With a surprising grace, he dumped the sacks to the floor, one after another.
"Cloudy!" someone exclaimed as the stones poured over his feet. "Not even citrine or amethyst. Milky quartz and no more!"
"Look closely, Nimrod," Melizar continued over the din that arose as everyone present began to examine his own collection of stones. "It is with this simple rock that you will be paid for your labor and the past year. Who knows what it will be for the next? Come with me to the wheat fields of the mainland, and there will be plunder enough for all."
The wave of white pebbles spilling onto the floor acted like a catalyst. The voices competing with Melizar's rose in volume. First had come the shock of the ruined tokens and now of their glittering, worthless replacements-financial ruin twice within a week. Traders and vaultholders began to push between the men-at-arms to side with trusted comrades. Swords rattled with anger in their scabbards.
"The stones are nothing!" one of the men-at-arms shouted. "And I am in debt! I depended on my fee to settle free and clear."
"Then to the mainland with the cold one," the guard next to him said. "Enough of dull sentries and shrinking cubes."
"Trocolar is the one at fault," a trader cried. "Without his tampering, this election would have proceeded as all those before."
"To your positions," Nimrod ordered. "We have an obligation still to discharge."
"For what?" one of his men shouted back. "For ballast, good enough only to weight a ship's keel?"
"Divulgents, to your guildsmen.

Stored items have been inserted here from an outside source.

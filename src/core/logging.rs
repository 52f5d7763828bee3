//! Process-wide logging setup
//!
//! Called once at the top of each entry point. Events go to stderr so they
//! never mix with command output on stdout.

use std::io::Write;

use tracing_subscriber::EnvFilter;

/// Flushes stderr when the entry point finishes
#[must_use = "logging output is flushed when the guard is dropped"]
pub struct LogGuard {
    _private: (),
}

impl Drop for LogGuard {
    fn drop(&mut self) {
        let _ = std::io::stderr().flush();
    }
}

/// Install the global subscriber
///
/// `GEOIPS_LOG` takes precedence over `default_level`. A second call (tests,
/// embedding) leaves the first subscriber in place.
pub fn init(default_level: &str) -> LogGuard {
    let filter = EnvFilter::try_from_env("GEOIPS_LOG")
        .or_else(|_| EnvFilter::try_new(default_level))
        .unwrap_or_else(|_| EnvFilter::new(crate::core::config::DEFAULT_LOG_LEVEL));

    let installed = tracing_subscriber::fmt()
        .with_env_filter(filter)
        .with_writer(std::io::stderr)
        .with_target(false)
        .try_init()
        .is_ok();
    if installed {
        tracing::debug!(%default_level, "logging initialised");
    }

    LogGuard { _private: () }
}

#[cfg(test)]
mod tests {
    use super::*;

    #[test]
    fn test_init_twice_is_harmless() {
        let first = init("warn");
        let second = init("not a valid directive ===");
        drop(second);
        drop(first);
    }
}
//! Shared helper functions for CLI commands

use std::path::Path;

/// Truncate a string to max_len characters, adding "..." if truncated
pub fn truncate_str(s: &str, max_len: usize) -> String {
    if s.chars().count() <= max_len {
        s.to_string()
    } else {
        let kept: String = s.chars().take(max_len.saturating_sub(3)).collect();
        format!("{kept}...")
    }
}

/// Comma-separated list, or "-" when empty
pub fn join_or_dash(items: &[String]) -> String {
    if items.is_empty() {
        "-".to_string()
    } else {
        items.join(", ")
    }
}

/// Path for table output
pub fn display_path(path: &Path) -> String {
    path.display().to_string()
}
//! End-to-end invocation: parse, resolve, validate, dispatch

use std::collections::HashMap;

use crate::core::dispatch::Dispatcher;
use crate::core::error::{CliError, EXIT_FAILURE};
use crate::core::legacy::InvocationChannel;
use crate::core::node::CommandTree;
use crate::core::parser::{ComposedParser, ParserTreeBuilder};
use crate::core::resolver::{InvocationResolver, Resolution};

/// Terminal state of an invocation that did not fail
#[derive(Debug, Clone, PartialEq, Eq)]
pub enum Invocation {
    /// Help or version text; no leaf ran
    Help(String),
    /// A leaf ran and returned `exit_code`
    Completed { command: String, exit_code: i32 },
}

/// A frozen command tree plus its composed parsers
pub struct App {
    tree: CommandTree,
    parser: ComposedParser,
    legacy: HashMap<String, ComposedParser>,
}

impl App {
    pub fn new(tree: CommandTree) -> Self {
        let parser = ParserTreeBuilder::build(&tree);
        let legacy = tree
            .walk()
            .into_iter()
            .flat_map(|node| node.legacy_aliases().iter())
            .filter_map(|alias| {
                ParserTreeBuilder::build_legacy(&tree, alias).map(|parser| (alias.clone(), parser))
            })
            .collect();
        Self {
            tree,
            parser,
            legacy,
        }
    }

    pub fn tree(&self) -> &CommandTree {
        &self.tree
    }

    pub fn parser(&self) -> &ComposedParser {
        &self.parser
    }

    /// Deprecated entry points this app answers to
    pub fn legacy_entry_points(&self) -> impl Iterator<Item = &str> {
        self.legacy.keys().map(String::as_str)
    }

    /// Select a leaf and merge its arguments without running anything
    pub fn resolve<I, T>(
        &self,
        channel: &InvocationChannel,
        tokens: I,
    ) -> Result<Resolution<'_>, CliError>
    where
        I: IntoIterator<Item = T>,
        T: Into<String>,
    {
        let parser = match channel {
            InvocationChannel::Modern => &self.parser,
            InvocationChannel::Legacy { entry_point } => {
                tracing::warn!(
                    %entry_point,
                    "'{entry_point}' is deprecated, use 'geoips run <procflow_name>' instead"
                );
                self.legacy
                    .get(entry_point)
                    .ok_or_else(|| CliError::UnknownEntryPoint(entry_point.clone()))?
            }
        };
        InvocationResolver::new(&self.tree, parser).resolve(tokens, channel)
    }

    /// Resolve, validate and dispatch; no output is written
    pub fn invoke<I, T>(
        &self,
        channel: &InvocationChannel,
        tokens: I,
    ) -> Result<Invocation, CliError>
    where
        I: IntoIterator<Item = T>,
        T: Into<String>,
    {
        match self.resolve(channel, tokens)? {
            Resolution::Help(text) => Ok(Invocation::Help(text)),
            Resolution::Leaf(resolved) => {
                let validated = resolved.validate(&self.tree)?;
                let command = validated.node().command_path();
                let exit_code = Dispatcher::dispatch(validated)?;
                Ok(Invocation::Completed { command, exit_code })
            }
        }
    }

    /// Process-level entry: prints help to stdout, errors to stderr, returns the exit code
    pub fn run<I, T>(&self, channel: &InvocationChannel, tokens: I) -> i32
    where
        I: IntoIterator<Item = T>,
        T: Into<String>,
    {
        match self.invoke(channel, tokens) {
            Ok(Invocation::Help(text)) => {
                print!("{text}");
                if !text.ends_with('\n') {
                    println!();
                }
                0
            }
            Ok(Invocation::Completed { exit_code, .. }) => exit_code,
            Err(CliError::Execution { report, .. }) => {
                eprintln!("{report}");
                EXIT_FAILURE
            }
            Err(err) => {
                eprintln!("{}", err.render());
                err.exit_code()
            }
        }
    }
}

Protect one another until we are safely away."
"Trocolar is not a winner. His clouded gems can be worth no more than mine. Now is the opportunity, vaultholders! Seize the records. Once again, the island can be ours."

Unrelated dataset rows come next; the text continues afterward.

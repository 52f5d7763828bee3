//! CLI module - the GeoIPS command tree and process entry points

pub mod commands;
pub mod helpers;
pub mod registry;
pub mod table;

use std::sync::Arc;

use miette::Result;

use crate::core::error::EXIT_FAILURE;
use crate::core::{logging, App, Config, InvocationChannel};
use crate::plugins::{BuiltinCatalog, PluginCatalog, ProcflowExecutor, ReportingExecutor};
use table::TableStyle;

/// Collaborators and settings shared by every command
#[derive(Clone)]
pub struct CliContext {
    pub catalog: Arc<dyn PluginCatalog>,
    pub executor: Arc<dyn ProcflowExecutor>,
    /// Default of `list --table-style`
    pub table_style: TableStyle,
    /// Effective configuration, reported by `config show`
    pub config: Config,
}

impl CliContext {
    /// Built-in catalog and reporting executor, configured from `config`
    pub fn from_config(config: &Config) -> Self {
        let catalog: Arc<dyn PluginCatalog> =
            Arc::new(BuiltinCatalog::new(&config.install_root()));
        Self {
            executor: Arc::new(ReportingExecutor::new(catalog.clone())),
            catalog,
            table_style: TableStyle::from_config(config.table_style()),
            config: config.clone(),
        }
    }
}

/// Process setup shared by all binaries
pub fn install_process_hooks() -> Result<()> {
    // Reset SIGPIPE to default behavior (terminate silently) for proper Unix piping.
    // Without this, piping to `head`, `grep -q`, etc. causes a panic on broken pipe.
    #[cfg(unix)]
    {
        unsafe {
            libc::signal(libc::SIGPIPE, libc::SIG_DFL);
        }
    }

    miette::set_hook(Box::new(|_| {
        Box::new(
            miette::MietteHandlerOpts::new()
                .terminal_links(true)
                .unicode(true)
                .context_lines(2)
                .tab_width(4)
                .build(),
        )
    }))?;
    Ok(())
}

/// Load config, start logging, build the tree and run one invocation
///
/// `tokens` excludes the program name. Returns the process exit code.
pub fn run<I, T>(channel: InvocationChannel, tokens: I) -> i32
where
    I: IntoIterator<Item = T>,
    T: Into<String>,
{
    let config = Config::load();
    let _guard = logging::init(config.log_level());
    let ctx = CliContext::from_config(&config);

    let tree = match registry::geoips_tree(&ctx) {
        Ok(tree) => tree,
        Err(err) => {
            eprintln!("{:?}", miette::Report::new(err));
            return EXIT_FAILURE;
        }
    };

    App::new(tree).run(&channel, tokens)
}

"Those for the mainland, to my side," Melizar said. "Do not let them dishonor you more."
"Death to the schemer!" Luthor pushed his way through the crowd and headed for Trocolar, waving a small dagger over his head.
Another trader crumpled as he was hit from behind. A torch went sailing overhead to crash into the throng. Someone screamed, and then one guardsman tried to prevent another from reaching Nimrod's side. In a moment, the scene swirled into a chaos of motion, flashing blades, and flowing blood. The shouts and cries of pain mingled with the echoes reverberating from the walls. Torches were ripped from their sconces. In growing dimness, fists, daggers, and swords flailed at whatever was closest at hand.
A richly robed merchant dropped at Jemidon's feet, clutching his stomach, with spurts of gore pulsing between his fingertips.
"His dagger!" Jemidon shouted. "Quickly, Augusta, cut my bonds so we can be away."
Augusta grabbed the blade just before another body fell. She severed Jemidon's bonds with quick slashes. In an instant, he was on his feet and testing his leg, "Into the passage." He pointed at one of the tunnels leading from the cavern. "On the way, you can tell me where it leads."
Limping as rapidly as he could, he pulled her into the opening and away from the fighting.
"It dead-ends after a twist a hundred paces farther along," Augusta said as Jemidon hobbled after. "There is no other way out, except back the way we came."
"A place of defense, then." Jemidon grimaced. "And time to tell me of what you saw happening through clearer eyes." He stopped a second and thought back over what he had seen. "From what Melizar had said, the sword still held power when I tried to withdraw it from the rock. And then, almost without effort, the laws have changed again. Another node in the lattice-and Melizar selected exactly which one it would be."